What the task asks |
The answer must consist of each line below that contains the word "const", copied in full.

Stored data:
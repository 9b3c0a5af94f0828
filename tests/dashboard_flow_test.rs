//! Country selection and fetch flow through the view-model.

mod common;

use async_trait::async_trait;
use common::*;
use pandash_lib::api::{CountryCatalog, DataSource, HttpSource, RawCountry};
use pandash_lib::core::{ConfigBuilder, CountrySnapshot, DashError, Result};
use pandash_lib::tui::state::{CatalogState, DashboardState, Phase};
use pandash_lib::Application;
use pretty_assertions::assert_eq;
use std::sync::atomic::{AtomicUsize, Ordering};
use std::sync::Arc;
use wiremock::{MockServer, ResponseTemplate};

/// Serves fixtures and counts joint fetches.
struct FixtureSource {
    fetches: AtomicUsize,
    fail: bool,
}

impl FixtureSource {
    fn new(fail: bool) -> Self {
        Self {
            fetches: AtomicUsize::new(0),
            fail,
        }
    }
}

#[async_trait]
impl DataSource for FixtureSource {
    async fn load_catalog(&self) -> Result<CountryCatalog> {
        let raw: Vec<RawCountry> = serde_json::from_value(catalog_json())?;
        Ok(CountryCatalog::from_raw(raw))
    }

    async fn fetch_snapshot(&self, code: &str) -> Result<CountrySnapshot> {
        self.fetches.fetch_add(1, Ordering::SeqCst);
        if self.fail {
            return Err(DashError::fetch(code, "upstream unavailable"));
        }
        let stats = serde_json::from_value(stats_json())?;
        let payload: pandash_lib::api::metrics::HistoricalPayload = serde_json::from_value(history_json())?;
        Ok(CountrySnapshot {
            code: code.to_string(),
            stats,
            history: payload.timeline.unwrap_or_default().into_series(),
        })
    }
}

fn state() -> DashboardState {
    DashboardState::new("us", date(2020, 10, 1), date(2023, 1, 1))
}

async fn select_japan(state: &mut DashboardState, source: &dyn DataSource) {
    state.apply_catalog(source.load_catalog().await);
    state.open_selector();
    for c in "jap".chars() {
        state.selector_input(c);
    }
    let tag = state.selector_confirm().expect("selecting a new country starts a fetch");
    assert_eq!(tag.country, "jp");
    assert_eq!(state.phase(), &Phase::Loading);

    let outcome = source.fetch_snapshot(&tag.country).await;
    assert!(state.apply_snapshot(&tag, outcome));
}

#[tokio::test]
async fn test_selecting_japan_renders_one_snapshot() {
    let source = FixtureSource::new(false);
    let mut state = state();

    select_japan(&mut state, &source).await;

    assert_eq!(source.fetches.load(Ordering::SeqCst), 1);
    let Phase::Ready { snapshot, chart } = state.phase() else {
        panic!("expected a ready dashboard, got {:?}", state.phase());
    };
    assert_eq!(snapshot.code, "jp");
    assert_eq!(snapshot.stats.cases, 2_000_000);
    assert_eq!(chart.dates.len(), 10);
    assert_eq!(chart.peak.value_label(), "0.9");
    assert_eq!(chart.peak.date, date(2021, 1, 6));
    assert_eq!(state.country_label(), "Japan");
}

#[tokio::test]
async fn test_failed_fetch_shows_error_and_no_chart() {
    let source = FixtureSource::new(true);
    let mut state = state();

    select_japan(&mut state, &source).await;

    assert_eq!(
        state.phase(),
        &Phase::Failed("Failed to fetch data. Please try again later.".to_string())
    );
}

#[tokio::test]
async fn test_last_selection_wins() {
    let source = FixtureSource::new(false);
    let mut state = state();
    state.apply_catalog(source.load_catalog().await);

    let first = state.select_country("de").unwrap();
    let second = state.select_country("jp").unwrap();

    let late = source.fetch_snapshot(&first.country).await;
    let current = source.fetch_snapshot(&second.country).await;

    // The newer request finishes first, the older one straggles in after
    assert!(state.apply_snapshot(&second, current));
    assert!(!state.apply_snapshot(&first, late));
    assert_eq!(state.country(), "jp");
    assert!(matches!(state.phase(), Phase::Ready { snapshot, .. } if snapshot.code == "jp"));
}

#[tokio::test]
async fn test_catalog_ready_through_http() {
    let server = healthy_server().await;
    let source = HttpSource::new(Arc::new(config_for(&server))).unwrap();
    let mut state = state();

    state.apply_catalog(source.load_catalog().await);
    let CatalogState::Ready(catalog) = state.catalog() else {
        panic!("catalog should be ready");
    };
    assert_eq!(catalog.len(), 4);
}

#[tokio::test]
async fn test_end_to_end_against_mock_server() {
    let server = healthy_server().await;
    let source = HttpSource::new(Arc::new(config_for(&server))).unwrap();
    let mut state = state();

    select_japan(&mut state, &source).await;
    assert!(matches!(state.phase(), Phase::Ready { .. }));
}

#[tokio::test]
async fn test_half_failure_against_mock_server() {
    let server = MockServer::start().await;
    mount_catalog(&server, ResponseTemplate::new(200).set_body_json(catalog_json())).await;
    mount_stats(&server, "jp", ResponseTemplate::new(200).set_body_json(stats_json())).await;
    mount_history(&server, "jp", ResponseTemplate::new(500)).await;
    let source = HttpSource::new(Arc::new(config_for(&server))).unwrap();
    let mut state = state();

    select_japan(&mut state, &source).await;
    assert!(matches!(state.phase(), Phase::Failed(_)));
}

#[tokio::test]
async fn test_report_uses_the_configured_country() {
    let config = ConfigBuilder::new().default_country("jp").build().unwrap();
    let app = Application::with_source(config, Arc::new(FixtureSource::new(false)));
    let range = pandash_lib::series::DateRange::default_for(date(2020, 10, 1), date(2023, 1, 1));

    let text = app.report(range).await.unwrap();

    assert!(text.starts_with("Japan (JP)  01-01-2021 - 10-01-2021"));
    assert!(text.contains("Total Cases"));
    assert!(text.contains("125,000,000"));
    assert!(text.contains("Peak: 0.9M Cases on 06-01-2021"));
}
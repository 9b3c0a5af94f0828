//! Current statistics + historical series for one country, fetched jointly.

use crate::core::{Config, CountrySnapshot, CurrentStats, DashError, HistoricalSeries, Result};
use serde::de::DeserializeOwned;
use serde::Deserialize;
use std::collections::HashMap;

/// Historical endpoint payload. Only the timeline is consumed.
#[derive(Debug, Clone, Deserialize)]
pub struct HistoricalPayload {
    /// Daily cumulative counts
    #[serde(default)]
    pub timeline: Option<RawTimeline>,
}

/// String-keyed daily counts as sent upstream.
#[derive(Debug, Clone, Default, Deserialize)]
pub struct RawTimeline {
    /// Cases by date key
    #[serde(default)]
    pub cases: HashMap<String, u64>,
    /// Deaths by date key
    #[serde(default)]
    pub deaths: HashMap<String, u64>,
    /// Recoveries by date key
    #[serde(default)]
    pub recovered: HashMap<String, u64>,
}

impl RawTimeline {
    /// Parse date keys into a [`HistoricalSeries`].
    pub fn into_series(self) -> HistoricalSeries {
        HistoricalSeries::from_raw(&self.cases, &self.deaths, &self.recovered)
    }
}

/// Fetch current statistics for a country.
pub async fn fetch_stats(client: &reqwest::Client, config: &Config, code: &str) -> Result<CurrentStats> {
    get_json(client, config, code, &config.stats_url(code)).await
}

/// Fetch the historical series for a country over the configured lookback.
pub async fn fetch_history(client: &reqwest::Client, config: &Config, code: &str) -> Result<HistoricalSeries> {
    let payload: HistoricalPayload = get_json(client, config, code, &config.historical_url(code)).await?;
    let timeline = payload
        .timeline
        .ok_or_else(|| DashError::fetch(code, "historical payload has no timeline"))?;
    Ok(timeline.into_series())
}

/// Fetch both halves concurrently. Either failure fails the whole snapshot.
pub async fn fetch_snapshot(client: &reqwest::Client, config: &Config, code: &str) -> Result<CountrySnapshot> {
    tracing::info!("Fetching statistics and history for '{}'", code);

    let (stats, history) = tokio::try_join!(
        fetch_stats(client, config, code),
        fetch_history(client, config, code)
    )?;

    tracing::info!(
        "Fetched '{}': {} cases, {} history days",
        code,
        stats.cases,
        history.cases.len()
    );

    Ok(CountrySnapshot {
        code: code.to_string(),
        stats,
        history,
    })
}

async fn get_json<T: DeserializeOwned>(client: &reqwest::Client, config: &Config, code: &str, url: &str) -> Result<T> {
    let map_err = |e: reqwest::Error| -> DashError {
        if e.is_timeout() {
            #[allow(clippy::cast_possible_truncation)]
            let timeout_ms = config.api.request_timeout.as_millis() as u64;
            DashError::Timeout { timeout_ms }
        } else {
            DashError::fetch(code, e.to_string())
        }
    };

    let response = client.get(url).send().await.map_err(map_err)?;
    let status = response.status();
    if !status.is_success() {
        return Err(DashError::fetch(code, format!("HTTP {} from {}", status, url)));
    }
    response.json::<T>().await.map_err(map_err)
}
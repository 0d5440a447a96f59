pub mod header;
pub mod memlog_parser;
pub mod utils;
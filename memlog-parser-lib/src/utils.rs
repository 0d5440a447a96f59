/// Slice up to (not including) the first NUL byte.
pub fn until_nul(bytes: &[u8]) -> &[u8] {
    match bytes.iter().position(|&b| b == 0) {
        Some(end) => &bytes[..end],
        None => bytes,
    }
}

/// Printable ASCII kept as is, everything else as `\xNN`.
pub fn bytes_to_ascii(bytes: &[u8]) -> String {
    let mut out = String::with_capacity(bytes.len());
    for &b in bytes {
        if b == b'\\' {
            out.push_str("\\\\");
        } else if (0x20..=0x7E).contains(&b) {
            out.push(b as char);
        } else {
            out.push_str(&format!("\\x{:02X}", b));
        }
    }
    out
}

/// UTF-8 with replacement characters, control characters dropped.
pub fn bytes_to_utf8_lossy(bytes: &[u8]) -> String {
    String::from_utf8_lossy(bytes)
        .chars()
        .filter(|c| !c.is_control())
        .collect()
}
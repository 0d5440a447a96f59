use std::fs::File;
use std::io::{self, BufReader, Cursor, Read};
use std::path::Path;

use byteorder::{BigEndian, ReadBytesExt};
use log::{debug, warn};

use crate::header::{HEADER_LEN, LogHeader};
use crate::utils;

pub const DEFAULT_LOG_PATH: &str = "out.bin";
pub const RECORD_LEN: usize = 128;
pub const ID_LEN: usize = 4;
pub const HEADER_RECORDS: usize = 1;
pub const EMPTY_SENTINEL: u8 = 0;

#[derive(Clone, Copy, Debug, Default, PartialEq, Eq)]
pub enum RecordOrder {
    /// Ascending file offset.
    #[default]
    File,
    /// Ascending sequence number, undoes a ring buffer wrap.
    Sequence,
}

#[derive(Clone, Copy, Debug, PartialEq, Eq)]
pub struct ScanConfig {
    pub record_len: usize,
    /// Fail on a trailing partial record instead of ignoring it.
    pub strict: bool,
    pub order: RecordOrder,
}

impl Default for ScanConfig {
    fn default() -> Self {
        ScanConfig {
            record_len: RECORD_LEN,
            strict: false,
            order: RecordOrder::File,
        }
    }
}

pub struct Record {
    pub offset: usize,
    pub id: u32,
    /// Whole text field, padding included.
    pub text: Vec<u8>,
}

#[derive(Clone, Copy, Debug, PartialEq, Eq)]
pub struct TrailingBytes {
    pub offset: usize,
    pub len: usize,
}

pub struct MemLogFile {
    pub header: Option<LogHeader>,
    pub records: Vec<Record>,
    pub record_len: usize,
    /// Full record slots after the header, empty ones included.
    pub slots: usize,
    pub empty_slots: usize,
    pub trailing: Option<TrailingBytes>,
}

pub fn parse_file(file_path: impl AsRef<Path>, config: &ScanConfig) -> io::Result<MemLogFile> {
    check_config(config)?;

    let file = File::open(file_path)?;
    let mut reader = BufReader::new(file);
    let mut data = Vec::new();
    reader.read_to_end(&mut data)?;

    parse_bytes(&data, config)
}

pub fn parse_bytes(data: &[u8], config: &ScanConfig) -> io::Result<MemLogFile> {
    check_config(config)?;
    let record_len = config.record_len;

    let header = if record_len >= HEADER_LEN && data.len() >= HEADER_LEN {
        Some(LogHeader::decode(&data[..HEADER_LEN])?)
    } else {
        None
    };

    let mut records = Vec::new();
    let mut slots = 0;
    let mut empty_slots = 0;
    let mut trailing = None;

    let mut offset = record_len * HEADER_RECORDS;
    while offset < data.len() {
        let Some(window) = data.get(offset..offset + record_len) else {
            let len = data.len() - offset;
            if config.strict {
                return Err(io::Error::new(
                    io::ErrorKind::InvalidData,
                    format!(
                        "Truncated record at offset {}: {} of {} bytes",
                        offset, len, record_len
                    ),
                ));
            }
            warn!(
                "ignoring {} trailing bytes at offset {} (record length {})",
                len, offset, record_len
            );
            trailing = Some(TrailingBytes { offset, len });
            break;
        };

        slots += 1;
        match read_record(window, offset)? {
            Some(record) => records.push(record),
            None => {
                debug!("slot at offset {} is empty", offset);
                empty_slots += 1;
            }
        }

        offset += record_len;
    }

    if config.order == RecordOrder::Sequence {
        records.sort_by_key(|record| record.id);
    }

    debug!(
        "scanned {} slots: {} populated, {} empty",
        slots,
        records.len(),
        empty_slots
    );

    Ok(MemLogFile {
        header,
        records,
        record_len,
        slots,
        empty_slots,
        trailing,
    })
}

fn check_config(config: &ScanConfig) -> io::Result<()> {
    if config.record_len <= ID_LEN {
        return Err(io::Error::new(
            io::ErrorKind::InvalidInput,
            format!(
                "Record length {} leaves no room for text after the {}-byte id",
                config.record_len, ID_LEN
            ),
        ));
    }
    Ok(())
}

/// Decode one record window; `None` for an empty slot.
pub fn read_record(window: &[u8], offset: usize) -> io::Result<Option<Record>> {
    if window.len() <= ID_LEN {
        return Err(io::Error::new(
            io::ErrorKind::UnexpectedEof,
            format!("Record at offset {} too short: {} bytes", offset, window.len()),
        ));
    }

    let text = &window[ID_LEN..];
    if text[0] == EMPTY_SENTINEL {
        return Ok(None);
    }

    let mut cursor = Cursor::new(window);
    let id = cursor.read_u32::<BigEndian>()?;

    Ok(Some(Record {
        offset,
        id,
        text: text.to_vec(),
    }))
}

pub mod display {
    use super::*;
    use std::io::Write;

    /// `<id> : <text>` per record, text bytes written verbatim.
    pub fn write_raw(out: &mut impl Write, log: &MemLogFile) -> io::Result<()> {
        for record in &log.records {
            write!(out, "{} : ", record.id)?;
            out.write_all(&record.text)?;
            out.write_all(b"\n")?;
        }
        Ok(())
    }

    pub fn print_raw(log: &MemLogFile) -> io::Result<()> {
        let mut out = io::stdout().lock();
        write_raw(&mut out, log)?;
        out.flush()
    }

    pub fn write_details(out: &mut impl Write, log: &MemLogFile) -> io::Result<()> {
        writeln!(out, "------------------- Header -------------------")?;
        match &log.header {
            Some(header) => write_header(out, header, log.record_len)?,
            None => writeln!(out, "(missing)")?,
        }

        writeln!(out, "------------------- Summary ------------------")?;
        writeln!(out, "Record-Length: {} Bytes", log.record_len)?;
        writeln!(
            out,
            "Slots: {} (populated: {}, empty: {})",
            log.slots,
            log.records.len(),
            log.empty_slots
        )?;
        if let Some(trailing) = &log.trailing {
            writeln!(
                out,
                "Trailing: {} Bytes at offset {} (ignored)",
                trailing.len, trailing.offset
            )?;
        }

        writeln!(out, "------------------- Records ------------------")?;
        for record in &log.records {
            writeln!(
                out,
                "[{:>8}] #{}: {}",
                record.offset,
                record.id,
                utils::bytes_to_ascii(utils::until_nul(&record.text))
            )?;
        }

        Ok(())
    }

    fn write_header(out: &mut impl Write, header: &LogHeader, record_len: usize) -> io::Result<()> {
        if header.is_uninitialised() {
            writeln!(out, "(uninitialised)")?;
            return Ok(());
        }

        writeln!(out, "Base: {:#010X}", header.mem_base)?;
        writeln!(out, "Start: {:#010X}", header.mem_start)?;
        writeln!(out, "End: {:#010X}", header.mem_end)?;
        match header.next_slot(record_len) {
            Some(slot) => writeln!(out, "Current: {:#010X} (slot {})", header.curr_offset, slot)?,
            None => writeln!(out, "Current: {:#010X} (not a slot)", header.curr_offset)?,
        }
        writeln!(out, "Count: {}", header.count)
    }

    pub fn print_all(log: &MemLogFile) -> io::Result<()> {
        let mut out = io::stdout().lock();
        write_details(&mut out, log)?;
        out.flush()
    }

    pub fn print_csv(log: &MemLogFile, filename: &str) -> io::Result<()> {
        let mut out = io::stdout().lock();
        out.write_all(export::csv_string(log, filename).as_bytes())?;
        out.flush()
    }
}

pub mod export {
    use super::*;

    pub fn csv_string(log: &MemLogFile, filename: &str) -> String {
        let mut csv = String::from("\"Id\",\"Offset\",\"Msg\",\"File\"\n");

        for record in &log.records {
            let message = utils::bytes_to_utf8_lossy(utils::until_nul(&record.text))
                .replace('"', "\"\""); // escape quotes for CSV
            csv.push_str(&format!(
                "\"{}\",\"{}\",\"{}\",\"{}\"\n",
                record.id, record.offset, message, filename
            ));
        }

        csv
    }
}
use std::io;
use std::path::PathBuf;
use std::process;

use anyhow::Result;
use clap::Parser;
use env_logger::{Builder, Env};
use log::info;

use memlog_parser_lib::memlog_parser::{
    self, DEFAULT_LOG_PATH, ID_LEN, RECORD_LEN, RecordOrder, ScanConfig, display,
};

/// Dump the records of a memory logger RAM image
#[derive(Parser, Debug)]
#[command(name = "memlog-parser", version)]
struct Cli {
    /// RAM dump to parse
    #[arg(default_value = DEFAULT_LOG_PATH)]
    file: PathBuf,
    /// print header, summary and escaped text
    #[arg(short, long, conflicts_with = "csv")]
    all: bool,
    /// print CSV
    #[arg(short, long)]
    csv: bool,
    /// order records by sequence number instead of file position
    #[arg(long)]
    sort: bool,
    /// fail on a truncated trailing record
    #[arg(long)]
    strict: bool,
    /// record size in bytes, id included
    #[arg(long, default_value_t = RECORD_LEN, value_parser = parse_record_len)]
    record_len: usize,
}

fn parse_record_len(s: &str) -> Result<usize, String> {
    let len: usize = s.parse().map_err(|e| format!("{}", e))?;
    if len <= ID_LEN {
        return Err(format!("must be greater than {}", ID_LEN));
    }
    Ok(len)
}

fn init_logger() {
    // RUST_LOG=debug shows per-slot scan details
    Builder::from_env(Env::default().default_filter_or("warn"))
        .format_timestamp_millis()
        .init();
}

fn main() {
    init_logger();

    if let Err(e) = run() {
        if let Some(io_error) = e.downcast_ref::<io::Error>() {
            // exit silently for broken pipe errors (common with less/head)
            if io_error.kind() == io::ErrorKind::BrokenPipe {
                process::exit(0);
            }
        }
        eprintln!("Error: {:#}", e);
        process::exit(1);
    }
}

fn run() -> Result<()> {
    let cli = Cli::parse();

    let config = ScanConfig {
        record_len: cli.record_len,
        strict: cli.strict,
        order: if cli.sort {
            RecordOrder::Sequence
        } else {
            RecordOrder::File
        },
    };

    let log_file = memlog_parser::parse_file(&cli.file, &config).map_err(|e| {
        let what = match e.kind() {
            io::ErrorKind::InvalidData => "Malformed log",
            _ => "File not found",
        };
        anyhow::Error::new(e).context(format!("{}: {}", what, cli.file.display()))
    })?;
    info!(
        "{}: {} records in {} slots",
        cli.file.display(),
        log_file.records.len(),
        log_file.slots
    );

    if cli.all {
        display::print_all(&log_file)?;
    } else if cli.csv {
        let file_name = cli
            .file
            .file_name()
            .map(|name| name.to_string_lossy().into_owned())
            .unwrap_or_default();
        display::print_csv(&log_file, &file_name)?;
    } else {
        display::print_raw(&log_file)?;
    }

    Ok(())
}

Finished exercise |
pub const DEFAULT_LOG_PATH: &str = "out.bin";
pub const RECORD_LEN: usize = 128;
pub const ID_LEN: usize = 4;
pub const HEADER_RECORDS: usize = 1;
pub const EMPTY_SENTINEL: u8 = 0;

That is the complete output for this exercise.